Kitty Hawk reveals new Cora air taxi
Google co-founder Larry Page’s aviation start-up has unveiled its first project – new air-taxi prototype named Cora.
Mr Page’s wholly owned aviation firm Kitty Hawk – named after the Wright brothers’ home town in North Carolina – has unveiled an air-taxi prototype eight-years in the making.
The thirteen-rotor aircraft is capable of vertical lift and of fixed wing flight. Cora will use 12 lift rotors on the wings to take off and land vertically and will use a single propeller to power its fixed-wing flight.
Early specifications show that the fully-autonomous aircraft is capable of reaching a top speed of 110mph and have a flight range of approximately 62 miles. Cora can also fly at altitudes of between 500 to 3,000 feet and is to be powered by a fully electric engine.
The air taxi will operate on a ride-sharing program operated by Kitty Hawk’s Subsidiary Zephyr Airworks. Mr Page brought in Google-X founder and self-driving car expert Sebastian Thrun to act as CEO of Kitty Hawk and former Virgin America and Delta CEO Fred Reid to head up Zephyr.
Kitty Hawk was rumoured to be pitching a ‘flying car’ prototype as far back as 2016 – when it began pitching the concept to various governments to secure backing.
On a blog post on the Cora website, the company highlighted the certification issues that prevented the aircraft from being brought out of the R&D process, saying: “A path to certifying an air taxi for everyday use just didn’t exist. We had our aircraft. We had our moment. But there was no place in the world where Cora could take the next step.”
Where will it land?
Whilst other air-taxi projects are planning on flying in congested cities such as Dallas and Dubai, in the case of UberAir, Kitty Hawk will be flying first in the relatively New Zealand.
The company has been pitching the air taxi privately since 2016, finally choosing New Zealand as its R&D and certification location as well as its launch market due to the country’s large support of renewable energy and electric vehicles as well as its accommodating airspace regulations.

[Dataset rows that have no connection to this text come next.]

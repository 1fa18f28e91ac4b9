use crate::fields::{ElementWriter, FieldReader, Payload, XmlFields};
use crate::{QualifiedName, SOAP_FAULT_NS, SoapError};

/// A SOAP 1.1 fault report.
///
/// Every part is optional on the wire; an empty string stands for an
/// absent element and is omitted when encoding.
#[derive(Debug, Clone, Default, PartialEq, Eq)]
pub struct Fault {
    pub code: String,
    pub string: String,
    pub actor: String,
    pub detail: String,
}

impl Fault {
    pub fn new(code: impl Into<String>, string: impl Into<String>) -> Self {
        Self {
            code: code.into(),
            string: string.into(),
            ..Default::default()
        }
    }

    pub fn with_actor(mut self, actor: impl Into<String>) -> Self {
        self.actor = actor.into();
        self
    }

    pub fn with_detail(mut self, detail: impl Into<String>) -> Self {
        self.detail = detail.into();
        self
    }
}

impl XmlFields for Fault {
    fn write_fields(&self, writer: &mut ElementWriter) -> Result<(), SoapError> {
        writer.leaf("faultcode", &self.code, true)?;
        writer.leaf("faultstring", &self.string, true)?;
        writer.leaf("faultactor", &self.actor, true)?;
        writer.leaf("detail", &self.detail, true)
    }

    fn read_field(&mut self, field: &mut FieldReader<'_>) -> Result<bool, SoapError> {
        match field.local() {
            "faultcode" => self.code = field.text()?,
            "faultstring" => self.string = field.text()?,
            "faultactor" => self.actor = field.text()?,
            "detail" => self.detail = field.text()?,
            _ => return Ok(false),
        }
        Ok(true)
    }
}

impl Payload for Fault {
    /// Faults are written under the trailing-slash namespace, not the
    /// envelope namespace, so that a `Strict` decoder recognizes them.
    const NAME: QualifiedName = QualifiedName::from_static(SOAP_FAULT_NS, "Fault");
}

impl std::fmt::Display for Fault {
    fn fmt(&self, f: &mut std::fmt::Formatter<'_>) -> std::fmt::Result {
        write!(f, "{}: {}", self.code, self.string)?;
        if !self.detail.is_empty() {
            write!(f, " ({})", self.detail)?;
        }
        Ok(())
    }
}
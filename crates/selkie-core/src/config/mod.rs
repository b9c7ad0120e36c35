use serde::{Deserialize, Serialize};
use serde_json::{Map, Value};

/// Key holding per-series entries (a list in chart configs, a mapping in site defaults).
pub const SERIES_KEY: &str = "series";
/// Key holding the partial config applied over the defaults when dark mode is preferred.
pub const DARK_MODE_KEY: &str = "darkMode";
pub const FIGCAPTION_KEY: &str = "figcaption";
pub const RENDERER_KEY: &str = "renderer";

/// A schema-less ECharts option tree.
///
/// Everything the charting runtime accepts is carried through verbatim; only the keys with
/// special merge semantics (`series`, `darkMode`) and the ones that drive embed side effects
/// (`figcaption`, `renderer`) get typed accessors.
#[derive(Debug, Clone, PartialEq, Serialize, Deserialize)]
#[serde(transparent)]
pub struct ChartConfig(Value);

impl Default for ChartConfig {
    fn default() -> Self {
        Self::empty_object()
    }
}

impl From<Value> for ChartConfig {
    fn from(value: Value) -> Self {
        Self(value)
    }
}

impl From<Map<String, Value>> for ChartConfig {
    fn from(map: Map<String, Value>) -> Self {
        Self(Value::Object(map))
    }
}

impl ChartConfig {
    pub fn empty_object() -> Self {
        Self(Value::Object(Map::new()))
    }

    pub fn from_value(value: Value) -> Self {
        Self(value)
    }

    pub fn as_value(&self) -> &Value {
        &self.0
    }

    pub fn is_object(&self) -> bool {
        self.0.is_object()
    }

    pub fn get(&self, key: &str) -> Option<&Value> {
        self.0.as_object()?.get(key)
    }

    pub fn contains_key(&self, key: &str) -> bool {
        self.get(key).is_some()
    }

    pub fn remove(&mut self, key: &str) -> Option<Value> {
        self.0.as_object_mut()?.remove(key)
    }

    pub fn get_path(&self, dotted_path: &str) -> Option<&Value> {
        let mut cur = &self.0;
        for segment in dotted_path.split('.') {
            cur = cur.as_object()?.get(segment)?;
        }
        Some(cur)
    }

    pub fn get_str(&self, dotted_path: &str) -> Option<&str> {
        self.get_path(dotted_path)?.as_str()
    }

    pub fn get_bool(&self, dotted_path: &str) -> Option<bool> {
        self.get_path(dotted_path)?.as_bool()
    }

    /// Merges `other` into `self` in place. `other` is only read.
    pub fn deep_merge(&mut self, other: &Value) {
        deep_merge_value(&mut self.0, other);
    }

    /// Returns a fresh config with `overlay` merged over a copy of `self`.
    pub fn merged(&self, overlay: &Value) -> ChartConfig {
        let mut out = self.clone();
        out.deep_merge(overlay);
        out
    }

    /// The author's series list (`config.series`).
    pub fn series(&self) -> Option<&Vec<Value>> {
        self.get(SERIES_KEY)?.as_array()
    }

    pub fn series_mut(&mut self) -> Option<&mut Vec<Value>> {
        self.0.as_object_mut()?.get_mut(SERIES_KEY)?.as_array_mut()
    }

    /// Per-series defaults (`defaults.series`), keyed by series option name.
    pub fn series_defaults(&self) -> Option<&Map<String, Value>> {
        self.get(SERIES_KEY)?.as_object()
    }

    /// The dark-mode override block (`defaults.darkMode`).
    pub fn dark_mode(&self) -> Option<&Map<String, Value>> {
        self.get(DARK_MODE_KEY)?.as_object()
    }

    /// Caption text. Only scalars produce a caption; `null`, `false`, `""`, mappings and
    /// sequences mean none.
    pub fn figcaption(&self) -> Option<String> {
        match self.get(FIGCAPTION_KEY)? {
            Value::Null | Value::Bool(false) | Value::Object(_) | Value::Array(_) => None,
            Value::String(s) if s.is_empty() => None,
            Value::String(s) => Some(s.clone()),
            Value::Bool(true) => Some("true".to_string()),
            // f64 `Display` prints integral floats without a fraction, as `String(n)` does.
            Value::Number(n) => Some(match n.as_f64() {
                Some(f) if n.is_f64() => format!("{f}"),
                _ => n.to_string(),
            }),
        }
    }

    pub fn renderer(&self) -> Option<&str> {
        self.get(RENDERER_KEY)?.as_str()
    }

    /// `type` of every series entry, in order, duplicates removed.
    pub fn series_types(&self) -> Vec<&str> {
        let mut out: Vec<&str> = Vec::new();
        let Some(series) = self.series() else {
            return out;
        };
        for entry in series {
            let Some(ty) = entry.get("type").and_then(Value::as_str) else {
                continue;
            };
            if !ty.is_empty() && !out.contains(&ty) {
                out.push(ty);
            }
        }
        out
    }
}

pub(crate) fn deep_merge_value(base: &mut Value, incoming: &Value) {
    match (base, incoming) {
        (Value::Object(base_map), Value::Object(in_map)) => {
            for (key, in_value) in in_map {
                match base_map.get_mut(key) {
                    Some(base_value) => deep_merge_value(base_value, in_value),
                    None => {
                        base_map.insert(key.clone(), in_value.clone());
                    }
                }
            }
        }
        (base_slot, in_value) => {
            *base_slot = in_value.clone();
        }
    }
}

#[cfg(test)]
mod tests {
    use super::*;
    use serde_json::json;

    #[test]
    fn figcaption_ignores_empty_values() {
        assert_eq!(ChartConfig::from_value(json!({ "figcaption": "" })).figcaption(), None);
        assert_eq!(ChartConfig::from_value(json!({ "figcaption": null })).figcaption(), None);
        assert_eq!(
            ChartConfig::from_value(json!({ "figcaption": "Weekly" })).figcaption(),
            Some("Weekly".to_string())
        );
    }

    #[test]
    fn figcaption_only_accepts_scalars() {
        let caption = |v: Value| ChartConfig::from_value(json!({ "figcaption": v })).figcaption();
        assert_eq!(caption(json!({ "text": "x" })), None);
        assert_eq!(caption(json!(["a", "b"])), None);
        assert_eq!(caption(json!(3)), Some("3".to_string()));
        assert_eq!(caption(json!(2.0)), Some("2".to_string()));
        assert_eq!(caption(json!(2.5)), Some("2.5".to_string()));
        assert_eq!(caption(json!(true)), Some("true".to_string()));
    }

    #[test]
    fn series_types_are_deduplicated_in_order() {
        let cfg = ChartConfig::from_value(json!({
            "series": [{ "type": "bar" }, { "type": "line" }, { "type": "bar" }, { "data": [] }]
        }));
        assert_eq!(cfg.series_types(), vec!["bar", "line"]);
    }

    #[test]
    fn series_accessors_distinguish_list_and_mapping() {
        let defaults = ChartConfig::from_value(json!({ "series": { "smooth": true } }));
        assert!(defaults.series().is_none());
        assert!(defaults.series_defaults().is_some());

        let config = ChartConfig::from_value(json!({ "series": [{ "type": "line" }] }));
        assert_eq!(config.series().map(Vec::len), Some(1));
        assert!(config.series_defaults().is_none());
    }
}
mod merge;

The country’s officials have backed the project, with the Ministry of Business, Innovation and Employment (MBIE); New Zealand’s Ministry of Transport and; the Civil Aviation Authority now working with Kitty Hawk
Dr Peter Crabtree of New Zealand’s MBIE saw the opportunity immediately: “In New Zealand, we know we can’t keep using the same old approaches to meet our future challenges. We saw Cora’s potential as a sustainable, efficient and transformative technology that can enrich people’s lives, not only in New Zealand, but ultimately the whole world.”
In an email exchange with New Zealand’s prime minister Jacinda Ardern, the New York Times reported that the air taxi is looking to operate commercial flights in three years – serendipitously coinciding with the timing of the launch of UberAir in Dubai.